Eustacia remained silent for a minute, and she said, “We are in a strange relationship today. You mince matters to an uncommon nicety. You mean, Damon, that you still love me. Well, that gives me sorrow, for I am not made so entirely happy by my marriage that I am willing to spurn you for the information, as I ought to do. But we have said too much about this. Do you mean to wait until my husband is awake?”

“I thought to speak to him; but it is unnecessary, Eustacia, if I offend you by not forgetting you, you are right to mention it; but do not talk of spurning.”

She did not reply, and they stood looking musingly at Clym as he slept on in that profound sleep which is the result of physical labour carried on in circumstances that wake no nervous fear.

“God, how I envy him that sweet sleep!” said Wildeve. “I have not slept like that since I was a boy—years and years ago.”

While they thus watched him a click at the gate was audible, and a knock came to the door. Eustacia went to a window and looked out.

Her countenance changed. First she became crimson, and then the red subsided till it even partially left her lips.

“Shall I go away?” said Wildeve, standing up.

“I hardly know.”

“Who is it?”

“Mrs. Yeobright. O, what she said to me that day! I cannot understand this visit—what does she mean? And she suspects that past time of ours.”

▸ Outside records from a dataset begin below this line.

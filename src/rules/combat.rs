//! Minion attacks, minion abilities and hero attacks.
//!
//! Each handler validates in a fixed order and returns the first violation
//! without touching state. An empty attacker or target cell is a silent
//! no-op. "Enemy" always means the opponent of the active player.

use tracing::debug;

use crate::cards::{Minion, MinionAbility, TargetSide};
use crate::core::Coordinates;
use crate::error::RuleViolation;
use crate::rules::engine::GameResult;
use crate::rules::state::GameState;
use crate::zones::{lane_owner, Board};

/// Remove the minion at `at` if it is out of health.
fn clear_if_dead(board: &mut Board, at: Coordinates) {
    if board.get(at).is_some_and(Minion::is_dead) {
        if let Some(dead) = board.remove(at) {
            debug!(name = dead.name(), x = at.x, y = at.y, "minion destroyed");
        }
    }
}

/// `cardUsesAttack`: one minion strikes another.
pub fn card_attack(
    state: &mut GameState,
    attacker_at: Coordinates,
    target_at: Coordinates,
) -> Result<(), RuleViolation> {
    let current = state.active;
    if lane_owner(target_at.x) == Some(current) {
        return Err(RuleViolation::TargetNotEnemy);
    }

    let (Some(attacker), Some(target)) = (state.board.get(attacker_at), state.board.get(target_at))
    else {
        return Ok(());
    };
    if attacker.attacked {
        return Err(RuleViolation::AlreadyActed);
    }
    if attacker.frozen {
        return Err(RuleViolation::Frozen);
    }
    if !target.is_tank() && state.board.has_tank(current.opponent()) {
        return Err(RuleViolation::TankFirst);
    }

    let damage = attacker.attack_damage;
    if let Some(attacker) = state.board.get_mut(attacker_at) {
        attacker.attacked = true;
    }
    if let Some(target) = state.board.get_mut(target_at) {
        target.health -= damage;
    }
    clear_if_dead(&mut state.board, target_at);
    Ok(())
}

/// `cardUsesAbility`: a minion uses its special ability on another.
///
/// A minion without a catalog ability still goes through the tank check
/// and spends its action.
pub fn card_ability(
    state: &mut GameState,
    caster_at: Coordinates,
    target_at: Coordinates,
) -> Result<(), RuleViolation> {
    let current = state.active;
    let (Some(caster), Some(target)) = (state.board.get(caster_at), state.board.get(target_at))
    else {
        return Ok(());
    };
    if caster.frozen {
        return Err(RuleViolation::Frozen);
    }
    if caster.has_acted() {
        return Err(RuleViolation::AlreadyActed);
    }

    let ability = caster.ability();
    let target_owner = lane_owner(target_at.x);
    match ability.map(MinionAbility::target_side) {
        Some(TargetSide::Ally) if target_owner != Some(current) => {
            return Err(RuleViolation::TargetNotAlly);
        }
        Some(TargetSide::Enemy) if target_owner == Some(current) => {
            return Err(RuleViolation::TargetNotEnemy);
        }
        _ => {}
    }
    if ability.map_or(true, MinionAbility::respects_taunt)
        && !target.is_tank()
        && state.board.has_tank(current.opponent())
    {
        return Err(RuleViolation::TankFirst);
    }

    let caster_health = caster.health;
    let swapped = match (ability, state.board.get_mut(target_at)) {
        (Some(ability), Some(target)) => ability.apply(caster_health, target),
        _ => None,
    };
    if let Some(caster) = state.board.get_mut(caster_at) {
        if let Some(health) = swapped {
            caster.health = health;
        }
        caster.used_ability = true;
    }

    if ability != Some(MinionAbility::GodsPlan) {
        clear_if_dead(&mut state.board, target_at);
    }
    Ok(())
}

/// `useAttackHero`: a minion strikes the enemy hero.
///
/// Returns the game result whenever either hero is down afterwards, even
/// when the game was already decided.
pub fn attack_hero(
    state: &mut GameState,
    attacker_at: Coordinates,
) -> Result<Option<GameResult>, RuleViolation> {
    let current = state.active;
    let Some(attacker) = state.board.get(attacker_at) else {
        return Ok(None);
    };
    if attacker.frozen {
        return Err(RuleViolation::Frozen);
    }
    if attacker.has_acted() {
        return Err(RuleViolation::AlreadyActed);
    }
    if state.board.has_tank(current.opponent()) {
        return Err(RuleViolation::TankFirst);
    }

    let damage = attacker.attack_damage;
    state.players[current.opponent()].hero.health -= damage;
    if let Some(attacker) = state.board.get_mut(attacker_at) {
        attacker.attacked = true;
    }
    Ok(state.outcome())
}

#[cfg(test)]
mod tests {
    use super::*;
    use crate::cards::CardDefinition;
    use crate::core::{PlayerId, PlayerMap, RulesConfig};
    use crate::rules::state::GameSetup;

    fn empty_game() -> GameState {
        let setup = GameSetup {
            decks: PlayerMap::with_default(),
            heroes: PlayerMap::with_value(CardDefinition::hero("Lord Royce", 1)),
            seed: 0,
            starting_player: PlayerId::ONE,
        };
        GameState::new(&RulesConfig::default(), setup)
    }

    fn put(state: &mut GameState, row: usize, name: &str, attack: i32, health: i32) {
        let minion = Minion::new(CardDefinition::minion(name, 0, attack, health));
        state.board.place(row, minion).unwrap();
    }

    fn at(x: i32, y: i32) -> Coordinates {
        Coordinates::new(x, y)
    }

    #[test]
    fn test_attack_own_lane_checked_before_empty_cells() {
        let mut state = empty_game();
        assert_eq!(
            card_attack(&mut state, at(0, 0), at(2, 0)),
            Err(RuleViolation::TargetNotEnemy)
        );
        assert_eq!(card_attack(&mut state, at(2, 0), at(1, 0)), Ok(()));
    }

    #[test]
    fn test_attack_kills_and_shifts_lane() {
        let mut state = empty_game();
        put(&mut state, 2, "Berserker", 3, 2);
        put(&mut state, 0, "Sentinel", 1, 3);
        put(&mut state, 0, "Disciple", 1, 4);

        card_attack(&mut state, at(2, 0), at(0, 0)).unwrap();

        let lane: Vec<_> = state.board.lane(0).unwrap().iter().map(Minion::name).collect();
        assert_eq!(lane, vec!["Disciple"]);
        assert!(state.board.get(at(2, 0)).unwrap().attacked);
    }

    #[test]
    fn test_attack_validation_order() {
        let mut state = empty_game();
        put(&mut state, 2, "Berserker", 1, 2);
        put(&mut state, 1, "Goliath", 1, 5);
        put(&mut state, 0, "Sentinel", 1, 5);

        {
            let attacker = state.board.get_mut(at(2, 0)).unwrap();
            attacker.attacked = true;
            attacker.frozen = true;
        }
        assert_eq!(
            card_attack(&mut state, at(2, 0), at(0, 0)),
            Err(RuleViolation::AlreadyActed)
        );

        state.board.get_mut(at(2, 0)).unwrap().attacked = false;
        assert_eq!(
            card_attack(&mut state, at(2, 0), at(0, 0)),
            Err(RuleViolation::Frozen)
        );

        state.board.get_mut(at(2, 0)).unwrap().frozen = false;
        assert_eq!(
            card_attack(&mut state, at(2, 0), at(0, 0)),
            Err(RuleViolation::TankFirst)
        );
        assert_eq!(card_attack(&mut state, at(2, 0), at(1, 0)), Ok(()));
        assert_eq!(state.board.get(at(1, 0)).unwrap().health, 4);
    }

    #[test]
    fn test_disciple_heals_ally_only() {
        let mut state = empty_game();
        put(&mut state, 3, "Disciple", 0, 2);
        put(&mut state, 2, "Sentinel", 1, 1);
        put(&mut state, 1, "Goliath", 1, 1);

        assert_eq!(
            card_ability(&mut state, at(3, 0), at(1, 0)),
            Err(RuleViolation::TargetNotAlly)
        );
        card_ability(&mut state, at(3, 0), at(2, 0)).unwrap();
        assert_eq!(state.board.get(at(2, 0)).unwrap().health, 3);
        assert!(state.board.get(at(3, 0)).unwrap().used_ability);

        assert_eq!(
            card_ability(&mut state, at(3, 0), at(2, 0)),
            Err(RuleViolation::AlreadyActed)
        );
    }

    #[test]
    fn test_enemy_abilities_reject_own_lane() {
        let mut state = empty_game();
        put(&mut state, 2, "The Ripper", 1, 2);
        put(&mut state, 3, "Sentinel", 1, 1);

        assert_eq!(
            card_ability(&mut state, at(2, 0), at(3, 0)),
            Err(RuleViolation::TargetNotEnemy)
        );
    }

    #[test]
    fn test_ability_respects_tank() {
        let mut state = empty_game();
        put(&mut state, 2, "The Ripper", 1, 2);
        put(&mut state, 1, "Warden", 2, 3);
        put(&mut state, 0, "Sentinel", 3, 1);

        assert_eq!(
            card_ability(&mut state, at(2, 0), at(0, 0)),
            Err(RuleViolation::TankFirst)
        );
        card_ability(&mut state, at(2, 0), at(1, 0)).unwrap();
        assert_eq!(state.board.get(at(1, 0)).unwrap().attack_damage, 0);
    }

    #[test]
    fn test_skyjack_swaps_caster_health() {
        let mut state = empty_game();
        put(&mut state, 2, "Miraj", 1, 2);
        put(&mut state, 0, "Sentinel", 1, 6);

        card_ability(&mut state, at(2, 0), at(0, 0)).unwrap();

        assert_eq!(state.board.get(at(2, 0)).unwrap().health, 6);
        assert_eq!(state.board.get(at(0, 0)).unwrap().health, 2);
    }

    #[test]
    fn test_shapeshift_to_zero_health_destroys() {
        let mut state = empty_game();
        put(&mut state, 3, "The Cursed One", 0, 2);
        put(&mut state, 0, "Sentinel", 0, 4);

        card_ability(&mut state, at(3, 0), at(0, 0)).unwrap();

        assert!(state.board.lane(0).unwrap().is_empty());
    }

    #[test]
    fn test_plain_minion_ability_spends_action() {
        let mut state = empty_game();
        put(&mut state, 3, "Berserker", 2, 2);
        put(&mut state, 0, "Sentinel", 1, 1);

        card_ability(&mut state, at(3, 0), at(0, 0)).unwrap();

        assert!(state.board.get(at(3, 0)).unwrap().used_ability);
        assert_eq!(state.board.get(at(0, 0)).unwrap().health, 1);
    }

    #[test]
    fn test_attack_hero() {
        let mut state = empty_game();
        put(&mut state, 2, "Berserker", 5, 2);
        state.players[PlayerId::TWO].hero.health = 3;

        let result = attack_hero(&mut state, at(2, 0)).unwrap();

        assert_eq!(result, Some(GameResult::Winner(PlayerId::ONE)));
        assert_eq!(state.players[PlayerId::TWO].hero.health, -2);
        assert_eq!(
            attack_hero(&mut state, at(2, 0)),
            Err(RuleViolation::AlreadyActed)
        );
        assert_eq!(attack_hero(&mut state, at(3, 0)), Ok(None));
    }

    #[test]
    fn test_attack_hero_blocked_by_any_tank() {
        let mut state = empty_game();
        put(&mut state, 2, "Berserker", 5, 2);
        put(&mut state, 0, "Goliath", 1, 1);

        assert_eq!(attack_hero(&mut state, at(2, 0)), Err(RuleViolation::TankFirst));
        assert_eq!(state.players[PlayerId::TWO].hero.health, 30);
    }
}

“I am in your hands. If you think she had better not see me here I’ll go into the next room.”

“Well, yes—go.”

Wildeve at once withdrew; but before he had been half a minute in the adjoining apartment Eustacia came after him.

“No,” she said, “we won’t have any of this. If she comes in she must see you—and think if she likes there’s something wrong! But how can I open the door to her, when she dislikes me—wishes to see not me, but her son? I won’t open the door!”

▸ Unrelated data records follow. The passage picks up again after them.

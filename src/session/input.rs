//! The input file: deck pools, per-game startup records and action lists.

use serde::{Deserialize, Serialize};

use crate::cards::CardDefinition;
use crate::core::{Action, PlayerId, PlayerMap};
use crate::error::{DuelError, Result};
use crate::rules::GameSetup;

/// One player's pool of decks.
#[derive(Clone, Debug, Default, PartialEq, Eq, Serialize, Deserialize)]
#[serde(default, rename_all = "camelCase")]
pub struct DecksInput {
    /// Declared deck size. Informational; the deck lists are authoritative.
    pub nr_cards_in_deck: usize,
    /// Declared deck count. Informational.
    pub nr_decks: usize,
    pub decks: Vec<Vec<CardDefinition>>,
}

/// The startup record of one game.
#[derive(Clone, Debug, PartialEq, Eq, Serialize, Deserialize)]
#[serde(rename_all = "camelCase")]
pub struct StartGameInput {
    pub player_one_deck_idx: usize,
    pub player_two_deck_idx: usize,
    pub shuffle_seed: i64,
    pub player_one_hero: CardDefinition,
    pub player_two_hero: CardDefinition,
    pub starting_player: u8,
}

/// One game: how to start it and what to do.
#[derive(Clone, Debug, PartialEq, Eq, Serialize, Deserialize)]
#[serde(rename_all = "camelCase")]
pub struct GameInput {
    pub start_game: StartGameInput,
    #[serde(default)]
    pub actions: Vec<Action>,
}

/// A whole input file.
#[derive(Clone, Debug, PartialEq, Eq, Serialize, Deserialize)]
#[serde(rename_all = "camelCase")]
pub struct InputFile {
    pub player_one_decks: DecksInput,
    pub player_two_decks: DecksInput,
    #[serde(default)]
    pub games: Vec<GameInput>,
}

impl InputFile {
    /// Parse an input file from JSON text.
    pub fn from_json(json: &str) -> Result<Self> {
        Ok(serde_json::from_str(json)?)
    }

    /// Resolve a startup record into a `GameSetup`, copying the chosen
    /// decks.
    pub fn setup(&self, start: &StartGameInput) -> Result<GameSetup> {
        let starting_player = PlayerId::from_index(i64::from(start.starting_player))
            .ok_or(DuelError::StartingPlayer(start.starting_player))?;

        let deck_of = |player: PlayerId, pool: &DecksInput, index: usize| {
            pool.decks.get(index).cloned().ok_or(DuelError::DeckIndex {
                player: player.index(),
                index,
                available: pool.decks.len(),
            })
        };
        let one = deck_of(PlayerId::ONE, &self.player_one_decks, start.player_one_deck_idx)?;
        let two = deck_of(PlayerId::TWO, &self.player_two_decks, start.player_two_deck_idx)?;

        Ok(GameSetup {
            decks: PlayerMap::from_pair(one, two),
            heroes: PlayerMap::from_pair(
                start.player_one_hero.clone(),
                start.player_two_hero.clone(),
            ),
            seed: start.shuffle_seed,
            starting_player,
        })
    }
}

Mrs. Yeobright knocked again more loudly.

“Her knocking will, in all likelihood, awaken him,” continued Eustacia, “and then he will let her in himself. Ah—listen.”

They could hear Clym moving in the other room, as if disturbed by the knocking, and he uttered the word “Mother.”

“Yes—he is awake—he will go to the door,” she said, with a breath of relief. “Come this way. I have a bad name with her, and you must not be seen. Thus I am obliged to act by stealth, not because I do ill, but because others are pleased to say so.”

By this time she had taken him to the back door, which was open, disclosing a path leading down the garden. “Now, one word, Damon,” she remarked as he stepped forth. “This is your first visit here; let it be your last. We have been hot lovers in our time, but it won’t do now. Good-bye.”

“Good-bye,” said Wildeve. “I have had all I came for, and I am satisfied.”

“What was it?”

“A sight of you. Upon my eternal honour I came for no more.”

Wildeve kissed his hand to the beautiful girl he addressed, and passed into the garden, where she watched him down the path, over the stile at the end, and into the ferns outside, which brushed his hips as he went along till he became lost in their thickets. When he had quite gone she slowly turned, and directed her attention to the interior of the house.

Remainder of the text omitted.